When Trumpets Fade is a 1998 HBO television movie directed by John Irvin and starring Ron Eldard, Frank Whaley, Zak Orth, and Dylan Bruno. First released on June 27, 1998, the film is set in World War II during the Battle of the Hürtgen Forest.

Plot
Private David Manning is a soldier in the 28th Infantry Division, and as a result of the horrendous fighting in the Battle of the Hürtgen Forest, he is the sole survivor of his platoon. Manning is assigned to lead a squad of green reinforcements and promoted to sergeant. He tries to get out of it, saying he is unqualified for the position, but his company commander, Captain Roy Pritchett, thinks otherwise. Manning then tries to back out of responsibility by asking to be discharged under Section 8 (designating him mentally unfit due to combat stress), but his request is denied.
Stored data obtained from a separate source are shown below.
//! Async seam for layering the registry behind a network-facing service.
//!
//! The in-memory [`Registry`] completes every call without suspending, so
//! dropping one of these futures (the Rust form of cancellation) has no
//! observable effect. Remote backends implementing the trait get deadline
//! and cancellation propagation from the same contract.

use async_trait::async_trait;

use crate::error::Result;
use crate::instance::{InstanceId, ServiceName};
use crate::registry::Registry;

#[async_trait]
pub trait Discovery: Send + Sync {
    /// Create or refresh an instance record. Never fails for valid names.
    async fn register(
        &self,
        service: &ServiceName,
        instance: &InstanceId,
        address: &str,
    ) -> Result<()>;

    /// Remove an instance record; unknown instances are not an error.
    async fn deregister(&self, service: &ServiceName, instance: &InstanceId) -> Result<()>;

    /// Report an instance as alive. Fails with `NotRegistered` for unknown pairs.
    async fn heartbeat(&self, service: &ServiceName, instance: &InstanceId) -> Result<()>;

    /// Addresses of the currently healthy instances. Fails with `NotFound` if there are none.
    async fn resolve(&self, service: &ServiceName) -> Result<Vec<String>>;
}

#[async_trait]
impl Discovery for Registry {
    async fn register(
        &self,
        service: &ServiceName,
        instance: &InstanceId,
        address: &str,
    ) -> Result<()> {
        Registry::register(self, service, instance, address);
        Ok(())
    }

    async fn deregister(&self, service: &ServiceName, instance: &InstanceId) -> Result<()> {
        Registry::deregister(self, service, instance);
        Ok(())
    }

    async fn heartbeat(&self, service: &ServiceName, instance: &InstanceId) -> Result<()> {
        Registry::heartbeat(self, service, instance)
    }

    async fn resolve(&self, service: &ServiceName) -> Result<Vec<String>> {
        Registry::resolve(self, service)
    }
}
Manning meets with his new men and later that evening, leads them into position on the line. The next morning, while on patrol with his squad, Manning puts Private Warren Sanderson on point. However, Sanderson goes forward too quickly and gets separated from the squad, before narrowly avoiding contact with the enemy. After some time, Manning decides the squad must leave without Sanderson right before the latter returns. After this incident, Manning is scorned by his peers and berated by his platoon leader, First Lieutenant Terrence Lukas. Manning's company makes a push toward the town of Schmidt in order to take and hold a key bridge. However, they move into an enemy minefield and are shelled by 88 mm guns. The company retreats, and Pritchett comes to Manning with a volunteer mission to destroy the guns, before promising to offer Manning a Section 8 if he volunteers for and succeeds on the mission.
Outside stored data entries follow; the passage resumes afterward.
use std::sync::Arc;
use std::thread;
use std::time::Duration;

use ntest::timeout;
use registry::{InstanceId, ManualClock, Registry, ServiceName};

const THREADS: usize = 16;
const PER_THREAD: usize = 64;

fn shared_registry() -> (Arc<ManualClock>, Arc<Registry>) {
    let clock = Arc::new(ManualClock::at_epoch());
    let registry = Registry::with_clock(clock.clone(), Duration::from_secs(5)).unwrap();
    (clock, Arc::new(registry))
}

#[test]
#[timeout(10000)]
fn concurrent_registrations_are_not_lost() {
    let (_clock, shared) = shared_registry();
    let registry: &Registry = &shared;
    let movies = ServiceName::new("movies").unwrap();

    thread::scope(|s| {
        for t in 0..THREADS {
            let movies = &movies;
            s.spawn(move || {
                for i in 0..PER_THREAD {
                    let id = InstanceId::new(format!("t{t}-i{i}")).unwrap();
                    registry.register(movies, &id, format!("10.{t}.0.{i}:8080"));
                }
            });
        }
    });

    assert_eq!(registry.len(), THREADS * PER_THREAD);
    assert_eq!(
        registry.resolve(&movies).unwrap().len(),
        THREADS * PER_THREAD
    );
}

#[test]
#[timeout(10000)]
fn readers_and_writers_interleave_safely() {
    let (_clock, shared) = shared_registry();
    let registry: &Registry = &shared;
    let movies = ServiceName::new("movies").unwrap();
    let anchor = InstanceId::new("anchor").unwrap();
    registry.register(&movies, &anchor, "10.0.0.1:8080");
    assert_eq!(registry.len(), 1);

    thread::scope(|s| {
        // Writers churn their own instances while the anchor stays registered
        for t in 0..4 {
            let movies = &movies;
            s.spawn(move || {
                let id = InstanceId::new(format!("churn-{t}")).unwrap();
                for _ in 0..500 {
                    registry.register(movies, &id, "10.0.9.9:8080");
                    registry.heartbeat(movies, &id).unwrap();
                    registry.deregister(movies, &id);
                }
            });
        }
        for _ in 0..4 {
            let movies = &movies;
            s.spawn(move || {
                for _ in 0..500 {
                    let addresses = registry.resolve(movies).unwrap();
                    assert!(addresses.contains(&"10.0.0.1:8080".to_string()));
                }
            });
        }
        s.spawn(|| {
            for _ in 0..500 {
                registry.heartbeat(&movies, &anchor).unwrap();
            }
        });
    });

    assert_eq!(registry.len(), 1);
    assert_eq!(
        registry.resolve(&movies).unwrap(),
        vec!["10.0.0.1:8080".to_string()]
    );
}

#[test]
#[timeout(10000)]
fn last_concurrent_reregistration_wins() {
    let (_clock, shared) = shared_registry();
    let registry: &Registry = &shared;
    let movies = ServiceName::new("movies").unwrap();
    let i1 = InstanceId::new("i1").unwrap();

    thread::scope(|s| {
        for t in 0..THREADS {
            let (movies, i1) = (&movies, &i1);
            s.spawn(move || registry.register(movies, i1, format!("10.0.0.{t}:8080")));
        }
    });

    let addresses = registry.resolve(&movies).unwrap();
    assert_eq!(addresses.len(), 1);
    let snapshot = registry.instances(&movies);
    assert_eq!(snapshot.len(), 1);
    assert_eq!(snapshot[0].address, addresses[0]);
}

#[tokio::test(flavor = "multi_thread", worker_threads = 4)]
#[timeout(10000)]
async fn concurrent_registrations_through_discovery_trait() {
    use registry::Discovery;

    let (_clock, shared) = shared_registry();
    let discovery: Arc<dyn Discovery> = shared.clone();
    let movies = ServiceName::new("movies").unwrap();

    let mut handles = Vec::new();
    for i in 0..256 {
        let discovery = discovery.clone();
        let movies = movies.clone();
        handles.push(tokio::spawn(async move {
            let id = InstanceId::new(format!("i{i}")).unwrap();
            let address = format!("10.0.{}.{}:8080", i / 256, i % 256);
            discovery.register(&movies, &id, &address).await.unwrap();
        }));
    }
    for handle in handles {
        handle.await.unwrap();
    }

    assert_eq!(discovery.resolve(&movies).await.unwrap().len(), 256);
    assert_eq!(shared.len(), 256);
}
During the mission, one of Manning's men, Private Sam Baxter, panics and starts to flee, and the other men follow suit. To stop them, Manning shoots Baxter, hitting the flamethrower he is carrying on his back, which causes it to explode and burn him to death. Although the rest of Manning's men are horrified by this, they stop fleeing and assault the position where the two 88 mm guns are located. Led by Sanderson, who is armed with another flamethrower, the group eventually succeeds in destroying the guns. Manning's company eventually secures the bridge after suffering heavy casualties, but is soon attacked by German tanks and forced to retreat. During the squad's retreat back to the American lines, Lonnie is killed and Despin is captured. Manning and Sanderson manage to escape, but Pritchett, who has also survived the ordeal, cracks under pressure and is ordered off the lines before he can uphold his promise to Manning.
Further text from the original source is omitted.